• _WHAT IS EXPECTED_
Copy out each line of the data that contains "stderr".

• _RECORD EXTRACTS_
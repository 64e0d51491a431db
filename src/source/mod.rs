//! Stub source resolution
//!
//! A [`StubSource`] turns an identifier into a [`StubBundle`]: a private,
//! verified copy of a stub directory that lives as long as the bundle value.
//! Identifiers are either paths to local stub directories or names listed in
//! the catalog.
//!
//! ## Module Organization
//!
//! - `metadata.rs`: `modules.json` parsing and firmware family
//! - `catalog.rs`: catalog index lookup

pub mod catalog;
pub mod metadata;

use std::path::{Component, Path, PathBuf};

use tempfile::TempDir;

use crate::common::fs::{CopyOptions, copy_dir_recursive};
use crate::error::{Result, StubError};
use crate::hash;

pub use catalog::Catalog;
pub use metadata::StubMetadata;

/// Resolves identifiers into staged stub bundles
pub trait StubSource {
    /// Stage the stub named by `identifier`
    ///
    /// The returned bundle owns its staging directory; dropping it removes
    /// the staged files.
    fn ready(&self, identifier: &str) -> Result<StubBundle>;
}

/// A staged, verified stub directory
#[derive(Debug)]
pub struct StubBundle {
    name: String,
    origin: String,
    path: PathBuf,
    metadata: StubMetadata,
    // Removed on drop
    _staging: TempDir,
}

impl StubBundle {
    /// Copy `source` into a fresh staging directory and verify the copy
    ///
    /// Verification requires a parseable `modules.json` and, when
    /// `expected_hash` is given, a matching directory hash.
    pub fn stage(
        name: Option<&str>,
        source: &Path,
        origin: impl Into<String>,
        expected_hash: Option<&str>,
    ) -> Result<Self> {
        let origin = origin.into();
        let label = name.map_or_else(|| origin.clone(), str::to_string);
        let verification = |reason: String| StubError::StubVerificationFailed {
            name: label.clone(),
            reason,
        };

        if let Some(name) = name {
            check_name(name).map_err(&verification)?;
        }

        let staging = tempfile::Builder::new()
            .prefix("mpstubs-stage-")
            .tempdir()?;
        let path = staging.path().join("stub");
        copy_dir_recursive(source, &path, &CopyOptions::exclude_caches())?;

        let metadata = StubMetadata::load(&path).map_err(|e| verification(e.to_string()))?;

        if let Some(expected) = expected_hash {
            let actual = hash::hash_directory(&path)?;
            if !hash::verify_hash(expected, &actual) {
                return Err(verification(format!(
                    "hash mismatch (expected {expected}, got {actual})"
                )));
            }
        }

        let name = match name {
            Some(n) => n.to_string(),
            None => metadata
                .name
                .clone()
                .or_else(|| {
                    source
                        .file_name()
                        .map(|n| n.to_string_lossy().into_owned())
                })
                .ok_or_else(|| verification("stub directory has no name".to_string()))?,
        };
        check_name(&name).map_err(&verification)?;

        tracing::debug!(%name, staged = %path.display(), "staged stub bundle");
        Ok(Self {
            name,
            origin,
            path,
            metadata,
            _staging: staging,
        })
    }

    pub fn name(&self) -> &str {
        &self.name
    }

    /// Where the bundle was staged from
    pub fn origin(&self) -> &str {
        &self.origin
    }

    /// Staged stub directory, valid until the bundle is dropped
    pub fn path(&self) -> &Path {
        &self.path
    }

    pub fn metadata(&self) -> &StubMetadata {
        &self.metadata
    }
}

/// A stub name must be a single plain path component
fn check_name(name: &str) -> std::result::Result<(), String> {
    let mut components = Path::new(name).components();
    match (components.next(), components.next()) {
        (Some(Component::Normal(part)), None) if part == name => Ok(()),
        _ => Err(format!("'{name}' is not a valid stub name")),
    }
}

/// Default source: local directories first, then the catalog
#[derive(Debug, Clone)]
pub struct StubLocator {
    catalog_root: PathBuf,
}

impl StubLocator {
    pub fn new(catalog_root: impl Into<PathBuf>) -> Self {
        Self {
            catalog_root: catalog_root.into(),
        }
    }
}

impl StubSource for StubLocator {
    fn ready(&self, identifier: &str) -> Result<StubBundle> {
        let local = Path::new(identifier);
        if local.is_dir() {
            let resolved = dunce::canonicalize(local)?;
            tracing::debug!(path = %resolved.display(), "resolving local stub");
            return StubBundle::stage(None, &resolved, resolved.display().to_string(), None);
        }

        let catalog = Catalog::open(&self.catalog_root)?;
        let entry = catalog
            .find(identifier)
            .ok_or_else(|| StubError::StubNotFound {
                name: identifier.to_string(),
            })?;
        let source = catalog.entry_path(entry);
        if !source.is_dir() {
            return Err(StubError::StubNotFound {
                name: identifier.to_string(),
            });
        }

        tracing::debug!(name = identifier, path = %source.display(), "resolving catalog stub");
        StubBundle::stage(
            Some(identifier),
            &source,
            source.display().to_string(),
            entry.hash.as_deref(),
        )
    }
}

* * *

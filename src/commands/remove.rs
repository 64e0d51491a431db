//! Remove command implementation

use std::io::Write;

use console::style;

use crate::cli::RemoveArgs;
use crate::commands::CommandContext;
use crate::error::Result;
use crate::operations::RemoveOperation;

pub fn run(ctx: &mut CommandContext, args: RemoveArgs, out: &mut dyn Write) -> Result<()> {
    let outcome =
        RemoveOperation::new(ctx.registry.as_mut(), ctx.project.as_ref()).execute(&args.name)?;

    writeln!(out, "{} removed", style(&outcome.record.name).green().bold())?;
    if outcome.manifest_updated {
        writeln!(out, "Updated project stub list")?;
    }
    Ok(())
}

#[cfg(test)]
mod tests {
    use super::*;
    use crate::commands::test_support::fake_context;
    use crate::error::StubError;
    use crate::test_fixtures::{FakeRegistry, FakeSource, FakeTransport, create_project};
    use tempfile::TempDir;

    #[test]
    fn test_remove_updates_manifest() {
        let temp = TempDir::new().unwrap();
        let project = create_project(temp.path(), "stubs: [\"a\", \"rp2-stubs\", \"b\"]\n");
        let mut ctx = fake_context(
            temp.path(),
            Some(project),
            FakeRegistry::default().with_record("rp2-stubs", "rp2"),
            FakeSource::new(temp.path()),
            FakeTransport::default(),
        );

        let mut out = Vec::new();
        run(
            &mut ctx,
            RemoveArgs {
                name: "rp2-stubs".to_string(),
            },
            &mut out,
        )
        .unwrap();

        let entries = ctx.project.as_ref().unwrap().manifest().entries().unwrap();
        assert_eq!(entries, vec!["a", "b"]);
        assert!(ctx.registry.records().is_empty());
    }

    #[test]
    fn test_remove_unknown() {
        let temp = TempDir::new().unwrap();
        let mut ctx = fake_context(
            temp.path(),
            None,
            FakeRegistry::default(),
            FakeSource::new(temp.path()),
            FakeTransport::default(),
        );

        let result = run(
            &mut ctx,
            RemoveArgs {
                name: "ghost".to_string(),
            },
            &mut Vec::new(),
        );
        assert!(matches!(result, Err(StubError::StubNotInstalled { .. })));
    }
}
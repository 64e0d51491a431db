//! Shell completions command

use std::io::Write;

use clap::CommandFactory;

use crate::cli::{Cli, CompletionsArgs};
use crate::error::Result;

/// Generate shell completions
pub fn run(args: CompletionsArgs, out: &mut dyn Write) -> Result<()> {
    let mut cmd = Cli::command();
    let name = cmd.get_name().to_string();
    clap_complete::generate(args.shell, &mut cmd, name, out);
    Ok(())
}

--

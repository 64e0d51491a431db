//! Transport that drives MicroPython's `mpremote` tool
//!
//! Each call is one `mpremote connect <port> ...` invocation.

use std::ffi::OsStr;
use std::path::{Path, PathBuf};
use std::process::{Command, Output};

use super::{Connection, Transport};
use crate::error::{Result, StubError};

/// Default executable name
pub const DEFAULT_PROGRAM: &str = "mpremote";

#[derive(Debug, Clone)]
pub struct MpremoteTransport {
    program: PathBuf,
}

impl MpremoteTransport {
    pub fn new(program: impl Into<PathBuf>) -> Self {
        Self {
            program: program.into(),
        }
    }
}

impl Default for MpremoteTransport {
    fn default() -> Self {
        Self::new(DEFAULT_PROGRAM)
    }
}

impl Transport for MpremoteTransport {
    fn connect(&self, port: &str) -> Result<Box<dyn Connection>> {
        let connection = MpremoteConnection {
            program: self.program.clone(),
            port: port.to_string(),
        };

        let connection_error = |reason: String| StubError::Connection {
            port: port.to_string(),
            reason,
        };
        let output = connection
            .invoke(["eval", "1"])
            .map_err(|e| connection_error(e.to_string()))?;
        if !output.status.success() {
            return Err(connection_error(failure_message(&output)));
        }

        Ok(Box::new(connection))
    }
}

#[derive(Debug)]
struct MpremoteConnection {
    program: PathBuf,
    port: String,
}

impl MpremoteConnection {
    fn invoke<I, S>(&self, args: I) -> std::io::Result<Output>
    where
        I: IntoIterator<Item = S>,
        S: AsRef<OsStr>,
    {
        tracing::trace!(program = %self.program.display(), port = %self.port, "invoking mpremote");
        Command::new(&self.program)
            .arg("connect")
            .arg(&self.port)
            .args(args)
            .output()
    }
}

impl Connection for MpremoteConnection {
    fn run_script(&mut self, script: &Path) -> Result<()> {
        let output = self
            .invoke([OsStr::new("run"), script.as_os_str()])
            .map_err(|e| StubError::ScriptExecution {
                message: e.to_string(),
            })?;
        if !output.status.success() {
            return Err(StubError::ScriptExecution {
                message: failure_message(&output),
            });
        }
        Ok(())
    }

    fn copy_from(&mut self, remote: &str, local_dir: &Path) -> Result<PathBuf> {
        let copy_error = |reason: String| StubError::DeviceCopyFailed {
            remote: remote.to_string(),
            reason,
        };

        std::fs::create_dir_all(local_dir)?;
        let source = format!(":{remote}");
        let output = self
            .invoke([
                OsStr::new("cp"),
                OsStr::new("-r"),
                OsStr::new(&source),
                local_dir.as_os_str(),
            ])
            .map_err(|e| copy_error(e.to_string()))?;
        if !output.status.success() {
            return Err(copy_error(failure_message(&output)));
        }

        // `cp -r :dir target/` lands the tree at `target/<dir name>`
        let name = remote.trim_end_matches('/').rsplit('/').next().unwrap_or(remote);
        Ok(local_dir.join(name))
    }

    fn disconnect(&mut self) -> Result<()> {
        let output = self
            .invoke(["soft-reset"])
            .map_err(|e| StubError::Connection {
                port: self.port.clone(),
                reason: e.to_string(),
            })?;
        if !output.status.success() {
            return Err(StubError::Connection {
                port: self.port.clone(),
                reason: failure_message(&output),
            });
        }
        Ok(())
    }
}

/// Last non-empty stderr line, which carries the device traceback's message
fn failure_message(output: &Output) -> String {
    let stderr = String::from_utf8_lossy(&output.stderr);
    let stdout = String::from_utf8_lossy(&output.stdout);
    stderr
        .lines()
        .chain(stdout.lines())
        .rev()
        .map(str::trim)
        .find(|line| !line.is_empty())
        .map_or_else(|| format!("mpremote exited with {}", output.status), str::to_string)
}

• _YOUR SOLUTION_
/// Last non-empty stderr line, which carries the device traceback's message
    let stderr = String::from_utf8_lossy(&output.stderr);
    stderr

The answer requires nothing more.